Effect of pH on reaction rate
pH is the measure of H+ concentration in a liquid and ranges from 0 to 14 with 7 being considered neutral (acidic < 7 < basic). H+ can affect both the overall shape of protein (due to changing electrical interactions between the amino acids) as well as interfering with the mechanism by which the active site works. Enzymes usually are most active at the pH of their normal environment. Most of our body fluids are at about pH 7.3 and so that tends to be an optimal pH for most of our enzymes. Pepsin is a protease secreted into our stomach, which maintains a pH of less than 2. Unsurprisingly, it's optimal activity is in that acidic range. Some bacteria and archaea live in extreme environments such as hot springs or ice and their enzymes have evolved to function optimally at those extremes (as well as extremes in pH and salt concentration).
Effect of temperature on Enzymatic activity
Temperature is a measure of kinetic energy. Most reactions occur faster at higher temperatures because molecules are moving faster and bumping into each other more often and with more energy. Enzymatic reactions usually go faster at higher temperatures until the enzyme denatures. This is because when proteins get too hot, they unwind from their precise 3D structure and no longer function.

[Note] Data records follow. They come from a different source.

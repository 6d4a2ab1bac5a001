//! Business logic between the HTTP layer and storage.
//!
//! # Design
//! `ItemService` owns the two policies the store knows nothing about: id
//! generation (current wall-clock milliseconds, never client-supplied) and
//! merge-on-update with a create fallback for unknown ids. It is constructed
//! with an injected `Arc<dyn ItemStore>` so tests and alternative backends
//! plug in without any wiring layer.

use std::sync::Arc;
use std::time::UNIX_EPOCH;

use crate::error::StoreError;
use crate::item::{Item, NewItem, UpdateItem};
use crate::store::ItemStore;

/// Outcome of an update-or-create call. The HTTP layer maps `Updated` to
/// 200 and `Created` to 201 with a `Location` header.
#[derive(Debug, Clone, PartialEq, Eq)]
pub enum Upsert {
    Updated(Item),
    Created(Item),
}

#[derive(Clone)]
pub struct ItemService {
    store: Arc<dyn ItemStore>,
}

impl ItemService {
    pub fn new(store: Arc<dyn ItemStore>) -> Self {
        Self { store }
    }

    /// Populate the store with the three default menu items (ids 1 to 3).
    /// Runs once at startup, before the server accepts requests.
    pub async fn seed_defaults(&self) -> Result<(), StoreError> {
        self.store.save_all(default_items()).await
    }

    /// Every stored item, sorted by id. Storage order is unspecified, so the
    /// service imposes a stable sequence here.
    pub async fn find_all(&self) -> Result<Vec<Item>, StoreError> {
        let mut items = self.store.find_all().await?;
        items.sort_by_key(|item| item.id);
        Ok(items)
    }

    /// The item with the given id, or `None`. Absence is not an error.
    pub async fn find(&self, id: i64) -> Result<Option<Item>, StoreError> {
        self.store.find_by_id(id).await
    }

    /// Persist a new item under a freshly generated id. Any id the client
    /// sent is ignored. Two creations within the same millisecond collide
    /// and overwrite; accepted risk at this traffic level.
    pub async fn create(&self, new: NewItem) -> Result<Item, StoreError> {
        let item = Item {
            id: next_id(),
            name: new.name,
            price: new.price,
            description: new.description,
            image: new.image,
        };
        let saved = self.store.save(item).await?;
        tracing::debug!(id = saved.id, name = %saved.name, "created item");
        Ok(saved)
    }

    /// Merge `update` into the item at `id`, keeping its id. Unknown ids
    /// fall back to [`ItemService::create`] with the supplied fields, so the
    /// operation is an upsert and the path id is discarded.
    pub async fn update(&self, id: i64, update: UpdateItem) -> Result<Upsert, StoreError> {
        match self.store.find_by_id(id).await? {
            Some(existing) => {
                let saved = self.store.save(existing.merged_with(update)).await?;
                tracing::debug!(id = saved.id, "updated item");
                Ok(Upsert::Updated(saved))
            }
            None => {
                let created = self.create(update.into()).await?;
                Ok(Upsert::Created(created))
            }
        }
    }

    /// Remove the item at `id`. Idempotent; absent ids succeed silently.
    pub async fn delete(&self, id: i64) -> Result<(), StoreError> {
        self.store.delete_by_id(id).await?;
        tracing::debug!(id, "deleted item");
        Ok(())
    }
}

fn default_items() -> Vec<Item> {
    vec![
        Item {
            id: 1,
            name: "Burger".to_string(),
            price: 599,
            description: "Tasty".to_string(),
            image: "https://cdn.auth0.com/blog/whatabyte/burger-sm.png".to_string(),
        },
        Item {
            id: 2,
            name: "Pizza".to_string(),
            price: 299,
            description: "Cheesy".to_string(),
            image: "https://cdn.auth0.com/blog/whatabyte/pizza-sm.png".to_string(),
        },
        Item {
            id: 3,
            name: "Tea".to_string(),
            price: 199,
            description: "Informative".to_string(),
            image: "https://cdn.auth0.com/blog/whatabyte/tea-sm.png".to_string(),
        },
    ]
}

/// Current wall-clock time in milliseconds since the Unix epoch. Clocks set
/// before 1970 yield 0.
fn next_id() -> i64 {
    UNIX_EPOCH
        .elapsed()
        .map(|elapsed| elapsed.as_millis() as i64)
        .unwrap_or(0)
}

#[cfg(test)]
mod tests {
    use super::*;
    use crate::store::InMemoryStore;

    async fn seeded_service() -> ItemService {
        let service = ItemService::new(Arc::new(InMemoryStore::new()));
        service.seed_defaults().await.unwrap();
        service
    }

    fn soda() -> NewItem {
        NewItem {
            name: "Soda".to_string(),
            price: 150,
            description: "Fizzy".to_string(),
            image: "x".to_string(),
        }
    }

    #[tokio::test]
    async fn seeds_exactly_the_three_defaults() {
        let service = seeded_service().await;
        let items = service.find_all().await.unwrap();

        let ids: Vec<i64> = items.iter().map(|item| item.id).collect();
        assert_eq!(ids, vec![1, 2, 3]);

        let names: Vec<&str> = items.iter().map(|item| item.name.as_str()).collect();
        assert_eq!(names, vec!["Burger", "Pizza", "Tea"]);
    }

    #[tokio::test]
    async fn find_returns_item_iff_present() {
        let service = seeded_service().await;
        assert_eq!(service.find(1).await.unwrap().unwrap().name, "Burger");
        assert_eq!(service.find(999).await.unwrap(), None);
    }

    #[tokio::test]
    async fn create_assigns_timestamp_id_and_persists() {
        let service = seeded_service().await;
        let created = service.create(soda()).await.unwrap();

        // wall-clock millis, so far above the seeded range
        assert!(created.id > 3);
        assert_eq!(created.name, "Soda");
        assert_eq!(service.find(created.id).await.unwrap(), Some(created));
    }

    #[tokio::test]
    async fn update_merges_only_supplied_fields() {
        let service = seeded_service().await;
        let outcome = service
            .update(
                1,
                UpdateItem {
                    price: Some(699),
                    ..UpdateItem::default()
                },
            )
            .await
            .unwrap();

        let Upsert::Updated(item) = outcome else {
            panic!("expected update of an existing item");
        };
        assert_eq!(item.id, 1);
        assert_eq!(item.name, "Burger");
        assert_eq!(item.price, 699);
        assert_eq!(item.description, "Tasty");
    }

    #[tokio::test]
    async fn update_leaves_empty_string_fields_unchanged() {
        let service = seeded_service().await;
        let outcome = service
            .update(
                2,
                UpdateItem {
                    name: Some(String::new()),
                    price: Some(350),
                    ..UpdateItem::default()
                },
            )
            .await
            .unwrap();

        let Upsert::Updated(item) = outcome else {
            panic!("expected update of an existing item");
        };
        assert_eq!(item.name, "Pizza");
        assert_eq!(item.price, 350);
    }

    #[tokio::test]
    async fn update_of_unknown_id_creates_with_fresh_id() {
        let service = seeded_service().await;
        let outcome = service
            .update(
                999,
                UpdateItem {
                    name: Some("Soda".to_string()),
                    price: Some(150),
                    ..UpdateItem::default()
                },
            )
            .await
            .unwrap();

        let Upsert::Created(item) = outcome else {
            panic!("expected create fallback");
        };
        assert_ne!(item.id, 999);
        assert!(item.id > 3);
        assert_eq!(item.name, "Soda");
        assert_eq!(service.find(999).await.unwrap(), None);
    }

    #[tokio::test]
    async fn delete_then_find_is_none_for_any_id() {
        let service = seeded_service().await;

        service.delete(1).await.unwrap();
        assert_eq!(service.find(1).await.unwrap(), None);

        // never existed
        service.delete(999).await.unwrap();
        assert_eq!(service.find(999).await.unwrap(), None);
    }
}
//! Serialized run teardown and pipeline garbage collection.

use std::collections::HashMap;
use std::sync::Arc;

use tokio::sync::{RwLock, mpsc, watch};
use tokio::task::JoinHandle;
use tracing::{debug, warn};

use super::Rid;
use super::pipeline::Pipeline;
use super::run::{Run, RunStatus};

/// Named pipelines, shared by the scheduler facade and the deleter.
pub(crate) type Pipelines = Arc<RwLock<HashMap<String, Arc<Pipeline>>>>;

/// Handle for queueing deletions. Cheap to clone; every stage holds one.
#[derive(Clone)]
pub struct Deleter {
    pipelines: Pipelines,
    tx: mpsc::UnboundedSender<Rid>,
    /// Requests queued but not yet fully processed.
    pending: Arc<watch::Sender<usize>>,
}

impl Deleter {
    pub(crate) fn start(pipelines: Pipelines) -> (Self, JoinHandle<()>) {
        let (tx, rx) = mpsc::unbounded_channel();
        let (pending, _rx) = watch::channel(0);
        let pending = Arc::new(pending);
        let task = tokio::spawn(process(pipelines.clone(), pending.clone(), rx));
        (
            Self {
                pipelines,
                tx,
                pending,
            },
            task,
        )
    }

    /// Mark the run `deleting` and queue its teardown. Repeated requests
    /// for the same RID are harmless: only the first finds the run.
    pub async fn delete(&self, rid: Rid) {
        debug!(rid, "delete requested");
        if let Some(run) = find_run(&self.pipelines, rid).await {
            run.set_status(RunStatus::Deleting).await;
        }
        self.pending.send_modify(|n| *n += 1);
        if self.tx.send(rid).is_err() {
            self.pending.send_modify(|n| *n = n.saturating_sub(1));
            warn!(rid, "deleter is stopped, dropping delete request");
        }
    }

    /// Wait until every queued request has been processed.
    pub async fn join(&self) {
        let mut rx = self.pending.subscribe();
        let _ = rx.wait_for(|n| *n == 0).await;
    }
}

async fn find_run(pipelines: &Pipelines, rid: Rid) -> Option<Arc<Run>> {
    pipelines
        .read()
        .await
        .values()
        .find_map(|p| p.pool().get(rid))
}

async fn process(
    pipelines: Pipelines,
    pending: Arc<watch::Sender<usize>>,
    mut rx: mpsc::UnboundedReceiver<Rid>,
) {
    while let Some(rid) = rx.recv().await {
        delete_run(&pipelines, rid).await;
        gc_pipelines(&pipelines).await;
        pending.send_modify(|n| *n = n.saturating_sub(1));
    }
}

async fn delete_run(pipelines: &Pipelines, rid: Rid) {
    let pool = pipelines
        .read()
        .await
        .values()
        .find(|p| p.pool().contains(rid))
        .map(|p| p.pool().clone());
    let Some(pool) = pool else {
        debug!(rid, "nothing to delete");
        return;
    };
    debug!(rid, pipeline = %pool.pipeline_name(), "deleting run");
    pool.delete(rid).await;
    debug!(rid, "deletion completed");
}

/// Drop pipelines whose pool is empty and stop their stages. Removal
/// happens under the write lock so no submission can reach a pipeline
/// that is being stopped.
async fn gc_pipelines(pipelines: &Pipelines) {
    let removed: Vec<(String, Arc<Pipeline>)> = {
        let mut map = pipelines.write().await;
        let empty: Vec<String> = map
            .iter()
            .filter(|(_, p)| p.pool().is_empty())
            .map(|(name, _)| name.clone())
            .collect();
        empty
            .into_iter()
            .filter_map(|name| map.remove(&name).map(|p| (name, p)))
            .collect()
    };
    for (name, pipeline) in removed {
        debug!(pipeline = %name, "garbage-collecting pipeline");
        pipeline.stop().await;
    }
}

From PSTCC's Official Practical Review
- What is an enzyme? substrate? active site? product?
- For our lab experiments, what served as the enzyme? What was the substrate? What was the product?
- How could you tell if the products (water and oxygen) had been produced?
- How did temperature affect catalase activity?
- How did pH affect catalase activity?
- Given a series of tubes, be able to identify the tubes with the highest catalase activity and the least catalase activity.
- What does it mean to denature an enzyme?
- Why is enzyme shape important to enzyme function?
- What determines the shape of an enzyme or other protein? How can heat alter the shape?? How can pH changes alter shape? Why?
- How were the toober and pushpins used to model protein structure?